Пожизненная заместительная терапия человеческим иммуноглобулином. При частых обострениях и рецидивах хронических инфекций показана антибактериальная терапия с учетом чувствительности возбудителя. Лечение инфекционных осложнений проводится антибиотиками с широким спектром действия, противогрибковыми и противовирусными препаратами преимущественно в наибольших дозах. Продолжительность курсов антибактериальной терапии в 2–3 раза превышает обычные сроки лечения. Лечение сопровождающей патологии (аутомунных заболеваний, доброкачественных и злокачественных новообразований и др.) проводится аналогично соответствующим схемам.

ИММУННАЯ НЕДОСТАТОЧНОСТЬ ТЯЖЕЛАЯ, КОМБИНИРОВАННАЯ – группа генетических дефектов ранних этапов созревания Т-лимфоцитов.

Патогенез

Предполагается, что причиной является дефект дифференцировки стволовой клетки с глубокими нарушениями иммунитета (синдром «иммунологического безмолвия»).

Клиника

В первые месяцы жизни наблюдаются симптомы тяжелого полиорганного инфекционного процесса с гипотрофией, задержка роста и моторного развития, персистирующие, вялотекущие, упорные инфекции, вызванные низковирулентными микроорганизмами, поражение органов дыхания (частые бронхиты, пневмонии), поражение кишечника в виде диареи, кандидоз, дисплазия вилочковой железы, расстройство пищеварения, необычные реакции на вакцинацию, аллергические реакции, аутоиммунные расстройства. Высокая смертность наблюдается в первые месяцы или 1–2 года жизни.

Диагностика

При оценке иммунной системы детей необходимо учитывать отрицательные пробы Манту после вакцинации и ревакцинации БЦЖ, дисплазию тимуса у детей младшего и среднего возраста, отсутствие увеличения регионарных лимфоузлов в ответ на воспалительный процесс, гипоплазию миндалин или, напротив, резко выраженную гипертрофию миндаликовой ткани и лимфоузлов в сочетании с рецидивирующими воспалительными процессами.

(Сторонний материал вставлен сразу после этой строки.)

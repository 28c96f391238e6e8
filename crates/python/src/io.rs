use numpy::{PyArray1, PyArray2};
use pyo3::exceptions::PyIOError;
use pyo3::prelude::*;
use spatialrel_core::LabelledCloud;

use crate::points::{extract_points, ScenePoints};

/// Returns `(points, labels)`: an `(N, 3)` float32 array and a uint32 array.
#[pyfunction(name = "read_labelled_pcd")]
pub fn read_labelled_pcd_py<'py>(
    py: Python<'py>,
    path: &str,
) -> PyResult<(Bound<'py, PyArray2<f32>>, Bound<'py, PyArray1<u32>>)> {
    let cloud =
        spatialrel_io::read_labelled_pcd(path).map_err(|e| PyIOError::new_err(e.to_string()))?;
    let rows: Vec<Vec<f32>> = (0..cloud.len())
        .map(|i| vec![cloud.x[i], cloud.y[i], cloud.z[i]])
        .collect();
    let points = if rows.is_empty() {
        PyArray2::zeros_bound(py, [0, 3], false)
    } else {
        PyArray2::from_vec2_bound(py, &rows)?
    };
    Ok((points, PyArray1::from_vec_bound(py, cloud.labels)))
}

#[pyfunction(name = "write_labelled_pcd")]
pub fn write_labelled_pcd_py(
    path: &str,
    points: &Bound<'_, PyAny>,
    labels: Vec<u32>,
) -> PyResult<()> {
    let cloud = match extract_points(points, &labels)? {
        ScenePoints::Cloud(cloud) => cloud,
        ScenePoints::Wide(points) => {
            let mut cloud = LabelledCloud::new();
            for p in points {
                cloud.push(p.x as f32, p.y as f32, p.z as f32, p.label);
            }
            cloud
        }
    };
    spatialrel_io::write_labelled_pcd(path, &cloud).map_err(|e| PyIOError::new_err(e.to_string()))
}
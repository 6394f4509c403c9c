//! Failure types produced by plan runners.
//!
//! Command bodies report errors as [`anyhow::Error`]. A [`FailureClassifier`]
//! decides whether an error is fatal (abort the pass) or a regular command
//! failure (record it and continue). Recorded failures are surfaced together
//! as one [`ExecutionFailure`] per pass.

use std::fmt;
use std::sync::Arc;

/// Marker for host-level faults that must abort a pass immediately.
///
/// Commands signal a fatal condition by returning this error, directly or
/// anywhere in the error chain.
#[derive(thiserror::Error, Debug)]
#[error("fatal: {reason}")]
pub struct FatalError {
    reason: String,
}

impl FatalError {
    #[must_use]
    pub fn new(reason: impl Into<String>) -> Self {
        Self {
            reason: reason.into(),
        }
    }

    #[must_use]
    pub fn reason(&self) -> &str {
        &self.reason
    }
}

/// Policy that separates fatal errors from regular command failures.
pub trait FailureClassifier: Send + Sync {
    fn is_fatal(&self, error: &anyhow::Error) -> bool;
}

/// Treats [`FatalError`] and out-of-memory I/O errors as fatal.
#[derive(Debug, Default, Clone, Copy)]
pub struct DefaultFailureClassifier;

impl FailureClassifier for DefaultFailureClassifier {
    fn is_fatal(&self, error: &anyhow::Error) -> bool {
        error.chain().any(|cause| {
            cause.is::<FatalError>()
                || cause
                    .downcast_ref::<std::io::Error>()
                    .is_some_and(|io| io.kind() == std::io::ErrorKind::OutOfMemory)
        })
    }
}

/// One command that failed during a pass.
#[derive(Debug, Clone)]
pub struct CommandFailure {
    command_id: String,
    description: String,
    error: Arc<anyhow::Error>,
}

impl CommandFailure {
    pub(crate) fn new(command_id: String, description: String, error: Arc<anyhow::Error>) -> Self {
        Self {
            command_id,
            description,
            error,
        }
    }

    #[must_use]
    pub fn command_id(&self) -> &str {
        &self.command_id
    }

    #[must_use]
    pub fn description(&self) -> &str {
        &self.description
    }

    #[must_use]
    pub fn error(&self) -> &anyhow::Error {
        &self.error
    }
}

impl fmt::Display for CommandFailure {
    fn fmt(&self, f: &mut fmt::Formatter<'_>) -> fmt::Result {
        write!(f, "command '{}' failed: {:#}", self.command_id, self.error)
    }
}

impl std::error::Error for CommandFailure {
    fn source(&self) -> Option<&(dyn std::error::Error + 'static)> {
        let inner: &(dyn std::error::Error + Send + Sync + 'static) = (*self.error).as_ref();
        Some(inner)
    }
}

/// Composite failure carrying every command failure of one pass, in the
/// order they occurred.
#[derive(Debug, Clone)]
pub struct ExecutionFailure {
    failures: Vec<CommandFailure>,
}

impl ExecutionFailure {
    pub(crate) fn new(failures: Vec<CommandFailure>) -> Self {
        Self { failures }
    }

    #[must_use]
    pub fn failures(&self) -> &[CommandFailure] {
        &self.failures
    }

    #[must_use]
    pub fn len(&self) -> usize {
        self.failures.len()
    }

    #[must_use]
    pub fn is_empty(&self) -> bool {
        self.failures.is_empty()
    }

    #[must_use]
    pub fn into_failures(self) -> Vec<CommandFailure> {
        self.failures
    }
}

impl fmt::Display for ExecutionFailure {
    fn fmt(&self, f: &mut fmt::Formatter<'_>) -> fmt::Result {
        write!(f, "{} command(s) failed", self.failures.len())?;
        for failure in &self.failures {
            write!(f, "; {failure}")?;
        }
        Ok(())
    }
}

impl std::error::Error for ExecutionFailure {
    fn source(&self) -> Option<&(dyn std::error::Error + 'static)> {
        self.failures
            .first()
            .map(|first| first as &(dyn std::error::Error + 'static))
    }
}

/// Error returned by [`PlanRunner::execute`](crate::runner::PlanRunner::execute).
#[derive(thiserror::Error, Debug)]
pub enum PlanRunnerError {
    #[error("plan execution failed: {0}")]
    Failed(#[source] ExecutionFailure),
    #[error("fatal error while executing command '{command_id}'")]
    Fatal {
        command_id: String,
        #[source]
        source: anyhow::Error,
    },
}

impl PlanRunnerError {
    /// Command failures of the pass; empty for a fatal error.
    #[must_use]
    pub fn failures(&self) -> &[CommandFailure] {
        match self {
            Self::Failed(composite) => composite.failures(),
            Self::Fatal { .. } => &[],
        }
    }

    #[must_use]
    pub fn is_fatal(&self) -> bool {
        matches!(self, Self::Fatal { .. })
    }
}

#[cfg(test)]
#[cfg_attr(coverage_nightly, coverage(off))]
mod tests {
    use super::*;
    use anyhow::Context;

    #[test]
    fn fatal_marker_is_found_through_context() {
        let err = Err::<(), _>(FatalError::new("disk gone"))
            .context("creating module")
            .unwrap_err();
        assert!(DefaultFailureClassifier.is_fatal(&err));
    }

    #[test]
    fn out_of_memory_is_fatal() {
        let err = anyhow::Error::new(std::io::Error::from(std::io::ErrorKind::OutOfMemory));
        assert!(DefaultFailureClassifier.is_fatal(&err));
    }

    #[test]
    fn ordinary_errors_are_not_fatal() {
        let err = anyhow::anyhow!("image pull failed");
        assert!(!DefaultFailureClassifier.is_fatal(&err));
        let io = anyhow::Error::new(std::io::Error::from(std::io::ErrorKind::NotFound));
        assert!(!DefaultFailureClassifier.is_fatal(&io));
    }

    #[test]
    fn composite_lists_every_failure() {
        let composite = ExecutionFailure::new(vec![
            CommandFailure::new(
                "create:a".to_owned(),
                "create module a".to_owned(),
                Arc::new(anyhow::anyhow!("boom")),
            ),
            CommandFailure::new(
                "start:b".to_owned(),
                "start module b".to_owned(),
                Arc::new(anyhow::anyhow!("bang")),
            ),
        ]);

        let text = composite.to_string();
        assert!(text.starts_with("2 command(s) failed"));
        assert!(text.contains("create:a"));
        assert!(text.contains("bang"));

        let err = PlanRunnerError::Failed(composite);
        assert_eq!(err.failures().len(), 2);
        assert!(!err.is_fatal());
    }
}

При лабораторном исследовании определяются гемолитическая или гипопластическая анемия, нейтропения, тромбоцитопения, абсолютная лимфопения (менее 1000 в 1 мм2 (в особенности Т-лимфоцитов), снижение и нарушение соотношения компонентов в Т– и В-системах, отсутствие плазматических клеток в ответ на острую инфекцию. Все это может свидетельствовать о синдроме недостаточности в Т– и В-системе. Анализ протеинограммы – выявление гипопротеинемии и гипоальбуминемии, низкий уровень α– и β-глобулинов – позволяет грубо, но достоверно судить о состоянии некоторых иммунных функций.